As I began to investigate the Houston Rockets vs. Utah Jazz matchup this weekend, the final box score from the previous Jazz game this season led me down an interesting trail. First of all, the team was tired, James Harden was ill and only played 17.5 minutes, the game was really over by halftime, and most starters were pulled after three quarters. Curiously enough, Patrick Patterson was the Rockets high scorer with 19 points on 8 of 14 shooting. He also scored those points in only 21 minutes, which is great. However, we lost the game. More of Patrick’s stat line?: 1 rebound, 0 assists, 2 free throw attempts, and 0 steals.
This lopsided stat line led me to an investigation of Patrick’s career pro and college stats. I won’t bore you will all the specific numbers as you can pull them up as easily as I did, but I will share my discovery. Patrick started out as a post-up power forward at Kentucky and did a lot of unselfish dirty work. He played like a true big man initially and in time developed a jump shot to complete his game. All of that, again, sounds wonderful.

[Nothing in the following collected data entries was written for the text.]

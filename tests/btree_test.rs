//! B-tree behaviour tests.
//!
//! Insert/search/traverse scenarios, structural checks across minimum
//! degrees, and listener delivery.

use std::panic::{self, AssertUnwindSafe};
use std::sync::atomic::{AtomicBool, AtomicUsize, Ordering};
use std::sync::Arc;

use parking_lot::Mutex;

use interchangedb_index::{BTree, BTreeConfig, NotifyMode, TreeChange};

const MIXED_KEYS: [i32; 19] = [
    10, 20, 5, 6, 12, 30, 7, 1, 742, 2, 3, 70, 82, 80, 21, 19, 20, 5, 11,
];

fn tree_with(min_degree: usize, keys: &[i32]) -> BTree<i32> {
    let mut tree = BTree::new(min_degree);
    for &k in keys {
        tree.insert(k);
    }
    tree
}

fn collect(tree: &BTree<i32>) -> Vec<i32> {
    tree.iter().copied().collect()
}

// ============================================================================
// Insert / search / traverse
// ============================================================================

#[test]
fn test_insert_and_search_for_value() {
    let tree = tree_with(3, &[10]);
    assert_eq!(tree.search(&10), Some(&10));
}

#[test]
fn test_search_for_non_existent_value() {
    let tree: BTree<i32> = BTree::new(3);
    assert_eq!(tree.search(&10), None);
}

#[test]
fn test_insert_duplicate_value() {
    let tree = tree_with(3, &[10, 10]);
    assert_eq!(tree.search(&10), Some(&10));
    assert_eq!(tree.len(), 2);
    assert_eq!(collect(&tree), vec![10, 10]);
}

#[test]
fn test_insert_and_traverse_values() {
    let tree = tree_with(3, &MIXED_KEYS);

    let keys = collect(&tree);
    assert_eq!(keys.len(), MIXED_KEYS.len());
    assert!(keys.windows(2).all(|w| w[0] <= w[1]));

    let mut expected = MIXED_KEYS.to_vec();
    expected.sort();
    assert_eq!(keys, expected);
}

#[test]
fn test_negative_lookup_outside_inserted_set() {
    for t in 2..=5 {
        let tree = tree_with(t, &MIXED_KEYS);
        assert_eq!(tree.search(&999), None, "T = {}", t);
        for k in MIXED_KEYS {
            assert_eq!(tree.search(&k), Some(&k), "T = {}", t);
        }
    }
}

#[test]
fn test_string_keys() {
    let mut tree = BTree::new(2);
    for word in ["pear", "apple", "fig", "kiwi", "banana", "cherry", "date"] {
        tree.insert(word.to_string());
    }

    assert_eq!(tree.search(&"kiwi".to_string()).map(String::as_str), Some("kiwi"));
    assert!(!tree.contains(&"mango".to_string()));

    let words: Vec<&str> = tree.iter().map(String::as_str).collect();
    assert_eq!(
        words,
        vec!["apple", "banana", "cherry", "date", "fig", "kiwi", "pear"]
    );
}

// ============================================================================
// Structure
// ============================================================================

#[test]
fn test_capacity_invariant_across_degrees() {
    for t in 2..=8 {
        let mut tree = BTree::new(t);
        for k in 0..2_000 {
            tree.insert((k * 7_919) % 3_001);
            if k % 97 == 0 {
                tree.validate().unwrap();
            }
        }
        tree.validate().unwrap();
        assert_eq!(tree.len(), 2_000);
    }
}

#[test]
fn test_ascending_and_descending_inserts_stay_valid() {
    for t in [2, 3, 16] {
        let ascending = tree_with(t, &(0..1_000).collect::<Vec<_>>());
        let descending = tree_with(t, &(0..1_000).rev().collect::<Vec<_>>());

        ascending.validate().unwrap();
        descending.validate().unwrap();
        assert_eq!(collect(&ascending), collect(&descending));
    }
}

#[test]
fn test_first_root_split_at_two_t() {
    for t in 2..=6 {
        let mut tree = BTree::new(t);
        for k in 0..(2 * t - 1) as i32 {
            tree.insert(k);
        }
        assert_eq!(tree.height(), 0, "T = {}", t);
        assert_eq!(tree.root().len(), 2 * t - 1);

        tree.insert(1_000);
        assert_eq!(tree.height(), 1, "T = {}", t);
        assert_eq!(tree.root().len(), 1);
        for child in tree.root().children() {
            assert!(child.len() >= t - 1);
        }
    }
}

#[test]
fn test_height_grows_one_level_at_a_time() {
    let mut tree = BTree::new(2);
    let mut height = 0;

    for k in 0..5_000 {
        tree.insert(k);
        let now = tree.height();
        assert!(now == height || now == height + 1);
        height = now;
    }

    assert_eq!(tree.stats().snapshot().root_splits as usize, tree.height());
}

#[test]
fn test_height_within_logarithmic_bound() {
    for t in [2usize, 3, 5] {
        let mut tree = BTree::new(t);
        for n in 1..=3_000usize {
            tree.insert(n as i64 * 31 % 1_009);
            let bound = ((n as f64 + 1.0) / 2.0).log(t as f64);
            assert!(
                tree.height() as f64 <= bound + 1e-9,
                "T = {}, n = {}, height = {}",
                t,
                n,
                tree.height()
            );
        }
    }
}

#[test]
fn test_read_only_accessors_expose_structure() {
    let tree = tree_with(2, &(1..=10).collect::<Vec<_>>());
    let root = tree.root();

    assert!(!root.is_leaf());
    assert_eq!(root.children().len(), root.keys().len() + 1);

    let mut leaf_keys = 0;
    let mut stack = vec![root];
    while let Some(node) = stack.pop() {
        if node.is_leaf() {
            assert!(node.children().is_empty());
            leaf_keys += node.len();
        }
        stack.extend(node.children());
    }
    let internal_keys: usize = 10 - leaf_keys;
    assert!(internal_keys >= 1);
}

// ============================================================================
// Listeners
// ============================================================================

#[test]
fn test_batched_one_callback_per_insert() {
    let calls = Arc::new(AtomicUsize::new(0));
    let counter = Arc::clone(&calls);

    let mut tree = BTree::with_config(BTreeConfig::new(2));
    tree.add_listener(move |_: &BTree<i32>, change: &TreeChange| {
        assert!(matches!(change, TreeChange::Inserted { .. }));
        counter.fetch_add(1, Ordering::Relaxed);
    });

    for k in 0..500 {
        let before = calls.load(Ordering::Relaxed);
        tree.insert(k);
        assert_eq!(calls.load(Ordering::Relaxed), before + 1);
    }

    let stats = tree.stats().snapshot();
    assert!(stats.splits > 0);
    assert_eq!(stats.notifications, 500);
}

#[test]
fn test_per_change_reports_each_split() {
    let events = Arc::new(Mutex::new(Vec::new()));
    let sink = Arc::clone(&events);

    let config = BTreeConfig::new(2).with_notify_mode(NotifyMode::PerChange);
    let mut tree = BTree::with_config(config);
    tree.add_listener(move |_: &BTree<i32>, change: &TreeChange| {
        sink.lock().push(*change);
    });

    for k in 1..=4 {
        tree.insert(k);
    }

    let events = events.lock();
    assert_eq!(
        events.as_slice(),
        &[
            TreeChange::Inserted { splits: 0, root_split: false },
            TreeChange::Inserted { splits: 0, root_split: false },
            TreeChange::Inserted { splits: 0, root_split: false },
            TreeChange::Split { depth: 0 },
            TreeChange::Inserted { splits: 1, root_split: true },
        ]
    );
}

#[test]
fn test_per_change_split_count_matches_stats() {
    let splits_seen = Arc::new(AtomicUsize::new(0));
    let counter = Arc::clone(&splits_seen);

    let config = BTreeConfig::new(3).with_notify_mode(NotifyMode::PerChange);
    let mut tree = BTree::with_config(config);
    tree.add_listener(move |_: &BTree<i32>, change: &TreeChange| {
        if let TreeChange::Split { .. } = change {
            counter.fetch_add(1, Ordering::Relaxed);
        }
    });

    for k in 0..1_000 {
        tree.insert((k * 37) % 1_000);
    }

    assert_eq!(
        splits_seen.load(Ordering::Relaxed) as u64,
        tree.stats().snapshot().splits
    );
}

#[test]
fn test_listeners_called_in_registration_order() {
    let order = Arc::new(Mutex::new(Vec::new()));

    let mut tree = BTree::new(3);
    for name in ["first", "second", "third"] {
        let order = Arc::clone(&order);
        tree.add_listener(move |_: &BTree<i32>, _: &TreeChange| {
            order.lock().push(name);
        });
    }

    tree.insert(1);
    assert_eq!(*order.lock(), vec!["first", "second", "third"]);
}

#[test]
fn test_listener_sees_completed_tree() {
    let observed = Arc::new(Mutex::new(Vec::new()));
    let sink = Arc::clone(&observed);

    let mut tree = BTree::new(2);
    tree.add_listener(move |tree: &BTree<i32>, _: &TreeChange| {
        assert!(tree.validate().is_ok());
        sink.lock().push(tree.len());
    });

    for k in 0..20 {
        tree.insert(k);
    }

    assert_eq!(*observed.lock(), (1..=20).collect::<Vec<_>>());
}

#[test]
fn test_remove_listener_stops_delivery() {
    let calls = Arc::new(AtomicUsize::new(0));
    let counter = Arc::clone(&calls);

    let mut tree = BTree::new(3);
    let id = tree.add_listener(move |_: &BTree<i32>, _: &TreeChange| {
        counter.fetch_add(1, Ordering::Relaxed);
    });

    tree.insert(1);
    assert!(tree.remove_listener(id));
    assert!(!tree.remove_listener(id));
    tree.insert(2);

    assert_eq!(calls.load(Ordering::Relaxed), 1);
    assert_eq!(tree.listener_count(), 0);
}

#[test]
fn test_search_and_traverse_do_not_notify() {
    let calls = Arc::new(AtomicUsize::new(0));
    let counter = Arc::clone(&calls);

    let mut tree = tree_with(2, &[1, 2, 3, 4, 5]);
    tree.add_listener(move |_: &BTree<i32>, _: &TreeChange| {
        counter.fetch_add(1, Ordering::Relaxed);
    });

    tree.search(&3);
    tree.search(&42);
    let _ = collect(&tree);
    let _ = tree.traverse().count();

    assert_eq!(calls.load(Ordering::Relaxed), 0);
}

#[test]
#[should_panic(expected = "listener failed")]
fn test_listener_panic_propagates() {
    let mut tree = BTree::new(2);
    tree.add_listener(|_: &BTree<i32>, _: &TreeChange| {
        panic!("listener failed");
    });
    tree.insert(1);
}

#[test]
fn test_listeners_survive_a_panicking_listener() {
    let calls = Arc::new(AtomicUsize::new(0));
    let counter = Arc::clone(&calls);
    let armed = Arc::new(AtomicBool::new(true));
    let trigger = Arc::clone(&armed);

    let mut tree = BTree::new(2);
    tree.add_listener(move |_: &BTree<i32>, _: &TreeChange| {
        if trigger.swap(false, Ordering::Relaxed) {
            panic!("listener failed once");
        }
    });
    tree.add_listener(move |_: &BTree<i32>, _: &TreeChange| {
        counter.fetch_add(1, Ordering::Relaxed);
    });

    let result = panic::catch_unwind(AssertUnwindSafe(|| tree.insert(1)));
    assert!(result.is_err());
    assert_eq!(tree.listener_count(), 2);
    assert_eq!(tree.len(), 1);
    assert_eq!(calls.load(Ordering::Relaxed), 0);

    tree.insert(2);
    assert_eq!(calls.load(Ordering::Relaxed), 1);
    assert_eq!(tree.listener_count(), 2);
    tree.validate().unwrap();
}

The problem is that once he developed his shot, he stopped doing that dirty work. I watched a video online today of Patrick making a plea to fans to vote him into the 3 point shooting contest at this season’s All Star game in Houston. He also specified that if he could not get into the 3 pt. competition, he would love to get into the skills competition just like……wait for it…..Steve Nash and Rajon Rondo did. So that is awesome. We now have a ‘power forward’ who seems to think that he is a guard. Oh wait, guards actually accumulate assists and penetrate the defense, so that is out. What Patrick has become is a black hole for the basketball.
To illustrate my point, take a look at these key 2012-13 statistics comparing Jazz power forward Paul Millsap (PM) to Patterson (PP):
……….G Min 3pM 3pA FTM FTA Rbd Ass St Blk
PP 14 416 10 27 15 20 73 14 8 6
PM 16 486 10 19 53 73 134 38 14 16
Millsap doubles or triples Patterson in every key category. Free throw attempts, rebounds, blocks, steals, and assists classify as dirty work, and Patrick doesn’t stand a chance against Millsap. The only stat Patrick has the edge in is 3 point attempts (of course), yet has not actually made more 3 pointers than Millsap. In case you are wondering, Millsap has indeed outscored Patterson on the year overall as well. Long story short: Millsap is a complete power forward. He does it all, including the dirty work. Patrick Patterson does not.
It seems possible that Patterson knows how to, but stopped somewhere along the way. However, if things don’t change, expect yet another ugly loss to the blue collar Jazz on Saturday night.